### WHAT IS EXPECTED
Search the data for "Uuid" and copy every matching line.

____ DATASET EXTRACT

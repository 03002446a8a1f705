//! CLI output formatting

use crate::{
    backend::{BackendError, BuildxInfo},
    core::{MatrixBinding, RunOutcome, RunResult, StepState, WorkflowError},
    execution::ExecutionEvent,
    persistence::{RunRecord, RunStatus},
};
use console::Emoji;
use indicatif::{ProgressBar, ProgressStyle};
use std::time::Duration;

// Re-export style
pub use console::style;

// Emojis for output
pub static CHECK: Emoji<'_, '_> = Emoji("✅ ", "✓ ");
pub static CROSS: Emoji<'_, '_> = Emoji("❌ ", "✗ ");
pub static SPINNER: Emoji<'_, '_> = Emoji("⏳ ", "~ ");
pub static INFO: Emoji<'_, '_> = Emoji("ℹ️  ", "i ");
pub static WARN: Emoji<'_, '_> = Emoji("⚠️  ", "! ");
pub static ROCKET: Emoji<'_, '_> = Emoji("🚀 ", "> ");
pub static SKIP: Emoji<'_, '_> = Emoji("⏭️  ", "- ");

/// Create a progress bar over `total` workflow runs
pub fn create_progress_bar(total: usize) -> ProgressBar {
    let progress = ProgressBar::new(total as u64);
    let style = ProgressStyle::default_bar()
        .template("{spinner:.green} [{elapsed_precise}] [{bar:40.cyan/blue}] {pos}/{len} {msg}")
        .map(|style| style.progress_chars("#>-"))
        .unwrap_or_else(|_| ProgressStyle::default_bar());
    progress.set_style(style);
    progress.enable_steady_tick(Duration::from_millis(100));
    progress
}

/// Horizontal rule spanning the terminal
pub fn separator() -> String {
    let width = term_size::dimensions_stdout().map(|(w, _)| w).unwrap_or(80);
    style("─".repeat(width)).dim().to_string()
}

fn with_binding(job: &str, binding: &MatrixBinding) -> String {
    if binding.is_empty() {
        job.to_string()
    } else {
        format!("{} ({})", job, binding.label())
    }
}

/// Format a step state for display
pub fn format_step_state(state: &StepState) -> String {
    match state {
        StepState::Pending => style("PENDING").dim().to_string(),
        StepState::Running { .. } => style("RUNNING").yellow().to_string(),
        StepState::Completed { .. } => style("COMPLETED").green().to_string(),
        StepState::Failed { continued: true, .. } => style("FAILED (continued)").yellow().to_string(),
        StepState::Failed { .. } => style("FAILED").red().to_string(),
        StepState::Skipped { .. } => style("SKIPPED").dim().to_string(),
    }
}

/// Format a run outcome for display
pub fn format_outcome(outcome: RunOutcome) -> String {
    match outcome {
        RunOutcome::Success => style("SUCCESS").green().to_string(),
        RunOutcome::Failure => style("FAILURE").red().to_string(),
        RunOutcome::Skipped => style("SKIPPED").dim().to_string(),
    }
}

/// Format a tracked status for display
pub fn format_status(status: RunStatus) -> String {
    match status {
        RunStatus::Unknown => style("UNKNOWN").dim().to_string(),
        RunStatus::Running => style("RUNNING").yellow().to_string(),
        RunStatus::Success => style("SUCCESS").green().to_string(),
        RunStatus::Failure => style("FAILURE").red().to_string(),
        RunStatus::Skipped => style("SKIPPED").dim().to_string(),
    }
}

fn status_icon(status: RunStatus) -> &'static Emoji<'static, 'static> {
    match status {
        RunStatus::Success => &CHECK,
        RunStatus::Failure => &CROSS,
        RunStatus::Running => &SPINNER,
        RunStatus::Skipped => &SKIP,
        RunStatus::Unknown => &INFO,
    }
}

/// One line of the `test` summary
pub fn format_run_record(record: &RunRecord) -> String {
    let mut line = format!(
        "{}{} - {}",
        status_icon(record.status),
        style(&record.workflow).bold(),
        format_status(record.status)
    );
    if let Some(detail) = &record.detail {
        line.push_str(&format!(" - {}", style(detail).dim()));
    }
    line
}

/// Per-variant breakdown of a finished run
pub fn format_run_summary(result: &RunResult) -> String {
    let mut lines = Vec::new();
    for variant in &result.variants {
        lines.push(format!(
            "  {} {} ({} ms)",
            format_outcome(variant.outcome),
            style(variant.label()).bold(),
            variant.duration_ms()
        ));
        for step in &variant.steps {
            lines.push(format!(
                "    {:>2}. {} {}",
                step.index + 1,
                step.name,
                format_step_state(&step.state)
            ));
        }
    }
    lines.join("\n")
}

/// Format an execution event for display
pub fn format_execution_event(event: &ExecutionEvent) -> String {
    match event {
        ExecutionEvent::WorkflowStarted {
            run_id,
            workflow,
            event,
        } => format!(
            "{}Starting workflow {} for {} ({})",
            ROCKET,
            style(workflow).bold(),
            style(event).cyan(),
            style(&run_id.to_string()[..8]).dim()
        ),
        ExecutionEvent::WorkflowSkipped { workflow, reason } => format!(
            "{}{} skipped: {}",
            SKIP,
            style(workflow).bold(),
            style(reason).dim()
        ),
        ExecutionEvent::JobStarted { job, variants } => {
            if *variants > 1 {
                format!("{}Job {} ({} variants)", INFO, style(job).bold(), variants)
            } else {
                format!("{}Job {}", INFO, style(job).bold())
            }
        }
        ExecutionEvent::JobSkipped { job, reason } => {
            format!("{}Job {}: {}", SKIP, style(job).dim(), style(reason).dim())
        }
        ExecutionEvent::VariantStarted { job, binding } => {
            format!("{}{}", SPINNER, style(with_binding(job, binding)).cyan())
        }
        ExecutionEvent::VariantSkipped {
            job,
            binding,
            reason,
        } => format!(
            "{}{} skipped: {}",
            SKIP,
            style(with_binding(job, binding)).dim(),
            style(reason).dim()
        ),
        ExecutionEvent::StepStarted { index, name, .. } => {
            format!("  {} {}", style(format!("{:>2}.", index + 1)).dim(), name)
        }
        ExecutionEvent::StepCompleted { index, name, .. } => {
            format!("  {}{}. {}", CHECK, index + 1, style(name).green())
        }
        ExecutionEvent::StepSkipped { index, name, .. } => {
            format!("  {}{}. {}", SKIP, index + 1, style(name).dim())
        }
        ExecutionEvent::StepFailed {
            index,
            name,
            error,
            continued,
            ..
        } => {
            if *continued {
                format!(
                    "  {}{}. {}: {} (continuing)",
                    WARN,
                    index + 1,
                    style(name).yellow(),
                    style(error).dim()
                )
            } else {
                format!(
                    "  {}{}. {}: {}",
                    CROSS,
                    index + 1,
                    style(name).red(),
                    style(error).dim()
                )
            }
        }
        ExecutionEvent::VariantCompleted {
            job,
            binding,
            outcome,
        } => {
            let icon = match outcome {
                RunOutcome::Success => CHECK,
                RunOutcome::Failure => CROSS,
                RunOutcome::Skipped => SKIP,
            };
            format!("{}{} {}", icon, style(with_binding(job, binding)).bold(), format_outcome(*outcome))
        }
        ExecutionEvent::WorkflowCompleted {
            run_id,
            workflow,
            outcome,
        } => {
            let outcome_str = match outcome {
                RunOutcome::Success => format!("completed {}", style("successfully").green()),
                RunOutcome::Failure => style("failed").red().to_string(),
                RunOutcome::Skipped => style("was skipped").dim().to_string(),
            };
            format!(
                "{}Workflow {} ({}) {}",
                INFO,
                style(workflow).bold(),
                style(&run_id.to_string()[..8]).dim(),
                outcome_str
            )
        }
    }
}

/// `doctor` report in console form
pub fn format_doctor_report(version: &Result<String, BackendError>, buildx: &BuildxInfo) -> String {
    let mut lines = vec!["Docker and buildx capability check:".to_string()];
    match version {
        Ok(version) => lines.push(format!("{}Docker: {}", CHECK, version)),
        Err(e) => lines.push(format!("{}Docker: {}", CROSS, style(e).red())),
    }

    if buildx.available {
        lines.push(format!(
            "{}Docker buildx: Available ({})",
            CHECK,
            buildx.version.as_deref().unwrap_or("unknown version")
        ));
        lines.push(format!("   Builders: {:?}", buildx.builders));
    } else {
        lines.push(format!("{}Docker buildx: Not available", WARN));
        lines.push("   Install with: docker buildx install".to_string());
        lines.push("   Or update to Docker Desktop 2.4.0+ / Docker CE 19.03+".to_string());
    }

    lines.push(String::new());
    lines.push(format!(
        "{}Some actions (like docker/build-push-action) may require buildx for multi-platform builds.",
        INFO
    ));
    lines.join("\n")
}

/// `doctor --json` document
pub fn doctor_json(version: &Result<String, BackendError>, buildx: &BuildxInfo) -> serde_json::Value {
    serde_json::json!({
        "docker": {
            "version": version.as_ref().ok(),
            "error": version.as_ref().err().map(|e| e.to_string()),
        },
        "buildx": buildx,
    })
}

/// One `test` result line; failure details go on an indented second line
pub fn format_test_run(name: &str, event: &str, result: &Result<RunResult, WorkflowError>) -> String {
    match result {
        Ok(result) => {
            let icon = match result.outcome {
                RunOutcome::Success => &CHECK,
                RunOutcome::Failure => &CROSS,
                RunOutcome::Skipped => &SKIP,
            };
            let mut line = format!(
                "{}{} [{}] {}",
                icon,
                style(name).bold(),
                style(event).cyan(),
                format_outcome(result.outcome)
            );
            if let (true, Some(detail)) = (result.failed(), &result.error) {
                line.push_str(&format!("\n    {}", style(detail).dim()));
            }
            line
        }
        Err(e) => format!("{}{} [{}] {}", CROSS, style(name).bold(), style(event).cyan(), style(e).red()),
    }
}

/// Format step output with truncation
pub fn format_output(output: &str, max_lines: usize) -> String {
    let lines: Vec<&str> = output.lines().collect();

    if lines.len() <= max_lines {
        output.to_string()
    } else {
        let truncated = lines[..max_lines].join("\n");
        format!(
            "{}\n{}... ({} more lines)",
            truncated,
            style("[truncated]").dim(),
            lines.len() - max_lines
        )
    }
}
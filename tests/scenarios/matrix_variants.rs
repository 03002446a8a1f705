//! Test: Matrix Variants - one isolated container per binding

use crate::helpers::*;
use localci::core::RunOutcome;
use localci::execution::SchedulingStrategy;
use std::sync::Arc;

const MATRIX_WORKFLOW: &str = r#"
on: [push, pull_request]
jobs:
  test:
    runs-on: ${{ matrix.os }}
    strategy:
      matrix:
        os: [a, b]
        node: [1, 2]
    steps:
      - name: Show
        run: echo "os=${{ matrix.os }} node=${{ matrix.node }}"
"#;

/// Bindings expand in axis declaration order
#[tokio::test]
async fn test_variants_in_deterministic_order() {
    let backend = Arc::new(MockBackend::new());
    let result = run_yaml(backend.clone(), MATRIX_WORKFLOW, "push").await;

    assert_run_succeeded(&result);
    let labels: Vec<String> = result.variants.iter().map(|v| v.binding.label()).collect();
    assert_eq!(
        labels,
        vec!["os=a, node=1", "os=a, node=2", "os=b, node=1", "os=b, node=2"]
    );
    assert_eq!(
        backend.scripts(),
        vec![
            "echo \"os=a node=1\"",
            "echo \"os=a node=2\"",
            "echo \"os=b node=1\"",
            "echo \"os=b node=2\"",
        ]
    );
}

/// Each variant gets its own container with MATRIX_* variables
#[tokio::test]
async fn test_each_variant_isolated() {
    let backend = Arc::new(MockBackend::new());
    run_yaml(backend.clone(), MATRIX_WORKFLOW, "push").await;

    let creates = backend.creates();
    assert_eq!(creates.len(), 4);
    let first = &creates[0].options.env;
    assert_eq!(first.get("MATRIX_OS").map(String::as_str), Some("a"));
    assert_eq!(first.get("MATRIX_NODE").map(String::as_str), Some("1"));
    let last = &creates[3].options.env;
    assert_eq!(last.get("MATRIX_OS").map(String::as_str), Some("b"));
    assert_eq!(last.get("MATRIX_NODE").map(String::as_str), Some("2"));

    // Unknown runner labels fall back to the default image
    assert!(creates.iter().all(|c| c.image == "ubuntu:22.04"));
    assert_all_containers_destroyed(&backend);
}

/// One failing variant fails the run but its siblings still run
#[tokio::test]
async fn test_one_variant_fails() {
    let backend = Arc::new(MockBackend::new().respond("os=b node=1", 1, "unsupported\n"));
    let result = run_yaml(backend.clone(), MATRIX_WORKFLOW, "push").await;

    assert_run_failed(&result, "test (os=b, node=1): step 1 (Show) failed");
    assert_eq!(variant(&result, "test", "os=b, node=1").outcome, RunOutcome::Failure);
    assert_eq!(variant(&result, "test", "os=a, node=1").outcome, RunOutcome::Success);
    assert_eq!(variant(&result, "test", "os=b, node=2").outcome, RunOutcome::Success);
    assert_eq!(result.failed_variants().count(), 1);
}

/// Parallel scheduling keeps results in binding order
#[tokio::test]
async fn test_parallel_results_keep_order() {
    let backend = Arc::new(MockBackend::new());
    let workflow = workflow_from_yaml(MATRIX_WORKFLOW);
    let engine = engine_with(backend.clone(), test_config(), SchedulingStrategy::LimitedParallel(2));
    let result = engine.run(&workflow, WORKFLOW_KEY, "pull_request").await;

    assert_run_succeeded(&result);
    let labels: Vec<String> = result.variants.iter().map(|v| v.binding.label()).collect();
    assert_eq!(
        labels,
        vec!["os=a, node=1", "os=a, node=2", "os=b, node=1", "os=b, node=2"]
    );
    assert_eq!(backend.creates().len(), 4);
    assert_all_containers_destroyed(&backend);
}

/// An axis with no values yields no variants
#[tokio::test]
async fn test_empty_axis_runs_nothing() {
    let yaml = r#"
on: push
jobs:
  test:
    strategy:
      matrix:
        os: []
    steps:
      - run: echo never
"#;
    let backend = Arc::new(MockBackend::new());
    let result = run_yaml(backend.clone(), yaml, "push").await;

    assert_run_succeeded(&result);
    assert!(result.variants.is_empty());
    assert!(backend.creates().is_empty());
}
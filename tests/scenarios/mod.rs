//! Scenario-based tests for localci, driven by a scripted container backend

#[path = "../helpers.rs"]
mod helpers;

mod conditions;
mod matrix_variants;
mod timeouts;
mod triggers;
mod workflow_manager;
//! Execution state and result models

use crate::core::matrix::MatrixBinding;
use chrono::{DateTime, Utc};
use serde::{Deserialize, Serialize};
use std::fmt;
use uuid::Uuid;

/// Final outcome of a variant or a whole run
#[derive(Debug, Clone, Copy, PartialEq, Eq, Serialize, Deserialize)]
#[serde(rename_all = "lowercase")]
pub enum RunOutcome {
    Success,
    Failure,
    /// Nothing ran: the trigger did not match or a condition skipped it
    Skipped,
}

impl fmt::Display for RunOutcome {
    fn fmt(&self, f: &mut fmt::Formatter<'_>) -> fmt::Result {
        let text = match self {
            RunOutcome::Success => "success",
            RunOutcome::Failure => "failure",
            RunOutcome::Skipped => "skipped",
        };
        f.write_str(text)
    }
}

/// Lifecycle of one job variant
#[derive(Debug, Clone, PartialEq, Eq, Serialize, Deserialize)]
pub enum VariantState {
    Pending,
    /// Container is being created and bootstrapped
    Provisioning,
    /// Executing the step at this zero-based index
    Running { step: usize },
    Succeeded,
    Failed { error: String },
    Skipped { reason: String },
}

impl VariantState {
    pub fn is_terminal(&self) -> bool {
        matches!(
            self,
            VariantState::Succeeded | VariantState::Failed { .. } | VariantState::Skipped { .. }
        )
    }

    pub fn outcome(&self) -> Option<RunOutcome> {
        match self {
            VariantState::Succeeded => Some(RunOutcome::Success),
            VariantState::Failed { .. } => Some(RunOutcome::Failure),
            VariantState::Skipped { .. } => Some(RunOutcome::Skipped),
            _ => None,
        }
    }
}

/// State of a single step
#[derive(Debug, Clone, Serialize, Deserialize)]
pub enum StepState {
    /// Step has not been reached
    Pending,
    /// Step is currently running
    Running { started_at: DateTime<Utc> },
    /// Step completed successfully
    Completed {
        started_at: DateTime<Utc>,
        completed_at: DateTime<Utc>,
    },
    /// Step failed. `continued` is set when `continue-on-error` let the
    /// variant carry on.
    Failed {
        error: String,
        continued: bool,
        started_at: DateTime<Utc>,
        failed_at: DateTime<Utc>,
    },
    /// Step condition evaluated to skip
    Skipped { reason: String },
}

impl StepState {
    /// Check if step is in a terminal state
    pub fn is_terminal(&self) -> bool {
        matches!(
            self,
            StepState::Completed { .. } | StepState::Failed { .. } | StepState::Skipped { .. }
        )
    }

    pub fn is_failed(&self) -> bool {
        matches!(self, StepState::Failed { .. })
    }

    pub fn label(&self) -> &'static str {
        match self {
            StepState::Pending => "pending",
            StepState::Running { .. } => "running",
            StepState::Completed { .. } => "success",
            StepState::Failed { continued: true, .. } => "failure (continued)",
            StepState::Failed { .. } => "failure",
            StepState::Skipped { .. } => "skipped",
        }
    }
}

/// A step and where it ended up
#[derive(Debug, Clone, Serialize, Deserialize)]
pub struct StepRecord {
    /// Zero-based position in the job
    pub index: usize,
    pub name: String,
    pub state: StepState,
}

/// Result of one job variant
#[derive(Debug, Clone, Serialize, Deserialize)]
pub struct VariantResult {
    pub job_id: String,
    pub job_name: String,
    pub binding: MatrixBinding,
    pub outcome: RunOutcome,
    pub error: Option<String>,
    pub steps: Vec<StepRecord>,
    pub started_at: DateTime<Utc>,
    pub completed_at: DateTime<Utc>,
    /// Captured step output, secrets masked
    pub output: String,
}

impl VariantResult {
    /// A variant that never reached provisioning
    pub fn skipped(
        job_id: impl Into<String>,
        job_name: impl Into<String>,
        binding: MatrixBinding,
        reason: impl Into<String>,
    ) -> Self {
        let now = Utc::now();
        Self {
            job_id: job_id.into(),
            job_name: job_name.into(),
            binding,
            outcome: RunOutcome::Skipped,
            error: Some(reason.into()),
            steps: Vec::new(),
            started_at: now,
            completed_at: now,
            output: String::new(),
        }
    }

    /// `job` or `job (os=a, node=1)`
    pub fn label(&self) -> String {
        if self.binding.is_empty() {
            self.job_name.clone()
        } else {
            format!("{} ({})", self.job_name, self.binding.label())
        }
    }

    pub fn duration_ms(&self) -> i64 {
        (self.completed_at - self.started_at).num_milliseconds()
    }
}

/// Result of running one workflow for one event
#[derive(Debug, Clone, Serialize, Deserialize)]
pub struct RunResult {
    pub run_id: Uuid,
    pub workflow: String,
    pub event: String,
    pub outcome: RunOutcome,
    pub timestamp: DateTime<Utc>,
    pub error: Option<String>,
    pub variants: Vec<VariantResult>,
    pub output: String,
}

impl RunResult {
    /// A run that never started because the trigger did not match
    pub fn skipped(workflow: impl Into<String>, event: impl Into<String>, reason: String) -> Self {
        Self {
            run_id: Uuid::new_v4(),
            workflow: workflow.into(),
            event: event.into(),
            outcome: RunOutcome::Skipped,
            timestamp: Utc::now(),
            error: Some(reason),
            variants: Vec::new(),
            output: String::new(),
        }
    }

    /// Aggregate variant results: any failed variant fails the run.
    ///
    /// The error detail is taken from the first failed variant.
    pub fn from_variants(
        run_id: Uuid,
        workflow: impl Into<String>,
        event: impl Into<String>,
        variants: Vec<VariantResult>,
    ) -> Self {
        let first_failure = variants.iter().find(|v| v.outcome == RunOutcome::Failure);

        let (outcome, error) = match first_failure {
            Some(failed) => (
                RunOutcome::Failure,
                Some(format!(
                    "{}: {}",
                    failed.label(),
                    failed.error.as_deref().unwrap_or("failed")
                )),
            ),
            None => (RunOutcome::Success, None),
        };

        let output = variants
            .iter()
            .filter(|v| !v.output.is_empty())
            .map(|v| format!("== {} ==\n{}", v.label(), v.output))
            .collect::<Vec<_>>()
            .join("\n");

        Self {
            run_id,
            workflow: workflow.into(),
            event: event.into(),
            outcome,
            timestamp: Utc::now(),
            error,
            variants,
            output,
        }
    }

    pub fn succeeded(&self) -> bool {
        self.outcome == RunOutcome::Success
    }

    pub fn failed(&self) -> bool {
        self.outcome == RunOutcome::Failure
    }

    pub fn failed_variants(&self) -> impl Iterator<Item = &VariantResult> {
        self.variants
            .iter()
            .filter(|v| v.outcome == RunOutcome::Failure)
    }
}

________

### SOLUTION TO THIS PROBLEM
use uuid::Uuid;
    pub run_id: Uuid,
            run_id: Uuid::new_v4(),
        run_id: Uuid,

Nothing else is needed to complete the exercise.